## Work instructions
Every line with "extension" in it must be copied from the data.

(Stored items)
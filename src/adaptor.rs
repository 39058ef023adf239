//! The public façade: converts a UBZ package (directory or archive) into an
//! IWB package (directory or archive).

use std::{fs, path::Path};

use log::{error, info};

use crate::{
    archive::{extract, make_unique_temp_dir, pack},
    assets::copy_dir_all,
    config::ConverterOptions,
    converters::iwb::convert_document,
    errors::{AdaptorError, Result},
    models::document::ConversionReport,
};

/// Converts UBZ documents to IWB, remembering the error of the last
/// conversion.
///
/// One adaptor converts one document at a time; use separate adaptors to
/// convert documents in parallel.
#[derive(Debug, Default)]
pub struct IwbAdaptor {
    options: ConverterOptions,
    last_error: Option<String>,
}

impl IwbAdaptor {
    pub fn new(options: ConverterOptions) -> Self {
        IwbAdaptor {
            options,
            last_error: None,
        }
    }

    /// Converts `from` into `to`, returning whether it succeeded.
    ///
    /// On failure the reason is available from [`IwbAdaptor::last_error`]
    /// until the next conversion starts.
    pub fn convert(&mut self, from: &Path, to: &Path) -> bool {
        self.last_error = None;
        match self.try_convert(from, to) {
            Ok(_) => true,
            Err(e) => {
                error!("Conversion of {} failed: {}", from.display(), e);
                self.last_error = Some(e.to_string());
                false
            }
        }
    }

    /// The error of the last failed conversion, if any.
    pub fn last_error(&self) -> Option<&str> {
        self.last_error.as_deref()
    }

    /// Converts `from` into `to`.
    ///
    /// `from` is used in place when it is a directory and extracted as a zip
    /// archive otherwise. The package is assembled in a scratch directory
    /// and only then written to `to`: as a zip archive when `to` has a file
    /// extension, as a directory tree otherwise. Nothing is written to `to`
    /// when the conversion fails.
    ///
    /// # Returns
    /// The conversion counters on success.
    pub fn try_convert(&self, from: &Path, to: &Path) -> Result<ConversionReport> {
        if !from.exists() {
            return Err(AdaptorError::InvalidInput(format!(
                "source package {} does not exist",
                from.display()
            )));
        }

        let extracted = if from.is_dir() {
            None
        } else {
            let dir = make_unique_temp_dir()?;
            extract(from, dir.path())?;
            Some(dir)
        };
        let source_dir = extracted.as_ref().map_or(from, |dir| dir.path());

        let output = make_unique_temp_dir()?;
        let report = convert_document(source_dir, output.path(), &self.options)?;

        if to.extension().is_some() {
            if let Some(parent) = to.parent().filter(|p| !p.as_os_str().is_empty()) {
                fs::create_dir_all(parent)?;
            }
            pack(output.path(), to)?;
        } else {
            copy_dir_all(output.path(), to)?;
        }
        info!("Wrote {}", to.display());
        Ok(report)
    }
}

## Exercise result
    /// extension, as a directory tree otherwise. Nothing is written to `to`
        if to.extension().is_some() {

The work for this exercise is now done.